Photos & Story by Scott A. Smith
How in the wide, wild world of rock-and-roll does he do it?
Rock-singing icon Paul Rodgers continues to defy time whenever he takes command of the concert stage. The Bad Company singer-songwriter and former Free co-founder quite possibly has the best-preserved voice in all of rock music. The perpetually smiling, seemingly-ageless Rodgers sounds exactly like he did in 2003.
And in 1993. And in 1973.With Queen’s Freddie Mercury gone, Rodgers possesses the greatest singing voice in rock music. Five words into Rodgers’ solo-band’s set on Nov. 13 had the packed, dancing crowd cheering inside the Tulsa Hard Rock Hotel & Casino’s Joint. At age 64, Rodgers must have struck some golden, secretive deal with Father Time in a place where the clocks stopped ticking but the music keeps a playin’.
Always professional, the punctual Rodgers stood in the stage-left right’s darkened corner at 8 p.m. sharp. With the stage and house lights off, Rodgers’ band — former Heart guitarist Howard Leese, bassist Todd Ronning and drummer Rick Fedyk — quietly slipped into position. As Leese and Ronning stood at the front lip of the stage, they started the musical introduction to Bad Company’s “Rock ‘n’ Roll Fantasy,” still standing in the dark. The bright, multi-colored stage lights zapped the band with Fedyk’s first, fierce cymbal crashes, and the audience’s first of many roars of approval rose through the amphitheater-shaped venue.
Next up appeared “Run With The Pack,” the title cut from Bad Company’s third LP. Rodgers signaled the bold song via his well-known piano-pounding intro. Leese and the cowboy hat-wearing Ronning, who also play as auxiliary touring members in Bad Company, interlocked their axes for edgy-yet-melodic song structures. The duo, like Rodgers and Fedyk, never once slipped.With the slinky grooves of “Mr.

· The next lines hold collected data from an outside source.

//! # navjson-core — nav.json Parser & Validator
//!
//! A `nav.json` document describes the navigation tree of a documentation
//! site, optionally spanning the packages of a monorepo. This crate parses
//! it and validates it in two passes:
//!
//! 1. **Document checks** ([`parse`]): well-formed JSON, correct field
//!    types, and non-empty `root`, `assetRoot` and `files`.
//! 2. **File checks** ([`validate`], [`validate_files`]): every entry that
//!    names a file must resolve to a regular file relative to the
//!    directory the document lives in.
//!
//! ```no_run
//! use navjson_core::{check, CheckConfig};
//!
//! let loaded = check(&CheckConfig::new("docs/nav.json").with_check_files(true))?;
//! println!("{} entries", loaded.document.entry_count());
//! # Ok::<(), navjson_core::NavJsonError>(())
//! ```
//!
//! ## Crate Policy
//!
//! - No process exits, no printing. Every failure is a [`NavJsonError`];
//!   the caller decides what to do with it.
//! - Single-threaded and stateless: each call parses or walks once.

pub mod check;
pub mod document;
pub mod error;
pub mod files;
pub mod fs;

pub use check::{check, load, validate, CheckConfig, LoadedDocument, DEFAULT_NAV_FILE};
pub use document::{is_valid, parse, NavDocument, NavEntry};
pub use error::{NavJsonError, Result};
pub use files::{validate_files, validate_files_with};
pub use fs::{EntryKind, Filesystem, HostFilesystem};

Big” lining up, Rodgers and co. quickly stepped back into Rodgers’ days with Free, the pre-Bad Company band that included Rodgers, Kirke, bass extraordinaire Andy Fraser and the late, great guitarist Paul Kossoff. Ronning nailed the persistent track’s mid-section bass solo, increasing his bass notes’ volume and tone grit by pulling on his strings harder as the song progressed into a quasi-psychedelic climax.
Leese also tipped his musical hat to his past, throwing in healthy, 10-second bursts of the guitar parts of Heart’s “Crazy on You” and “Barracuda” at random. The six-stringer’s half-grin frequently was seen as he gazed out into the multi-generational audience. Rodgers, too, kept an attentive eye on the crowd throughout the upbeat evening. Spinning the long, silver microphone stand with one hand above his head, Rodgers never missed a syllable. He threw his back — and then some — into each song, as if the Tulsa show were his last-ever gig. “Feel Like Makin’ Love” thundered from the rectangular stage, as did “Burnin’ Sky,” ” Gone Gone Gone,” “Can’t Get Enough,” “Shooting Star” and “Movin’ On.”
Rodgers also focused on the present day, performing a moving version of Albert King’s must-play creation, “Born Under a Bad Sign,” which can be found on his recent “The Royal Sessions” CD. Unlike Rodgers’ also-stellar show at the Joint in mid-2012, the concert featured a double encore. First came the moody, epic “Bad Company,” followed by a truly outstanding run-through of Free’s should-have-made-them-one-of-the-biggest-rock-bands-ever anthem, “All Right Now.” Ronning’s nimble knuckles and fingers worked his Fender bass into overtime for the tuba-esque bass breakdown before Leese, Rodgers and Fedyk returned into the fold.
Following that note-perfect display, Rodgers paid homage to Jimi Hendrix, performing a medley of “Little Wing” and “Angel.” Leese even threw in Hendrix’s famous three-note pattern from “The Wind Cries Mary” during the show’s final seconds. It was the best Rodgers solo show this writer has seen, and it came to neck-and-neck territory with Bad Company’s October 2010 concert at the Joint.
Seeing and hearing Rodgers again hit home what most of us music die-hards already know. It’s a downright felony that Paul Rodgers isn’t in the Rock and Roll Hall of Fame. His body of work is every bit as impressive as Hall of Fame inductees ZZ Top, Lynyrd Skynyrd and Kiss. Those three are good bands, but Rodgers’ sincere, from-the-gut efforts in Bad Company and the immensely underrated Free that are even grander.
And besides, what male rock singer, today in late 2014, can out-sing Rodgers? The answer is two words: Nooooooooo ….. body.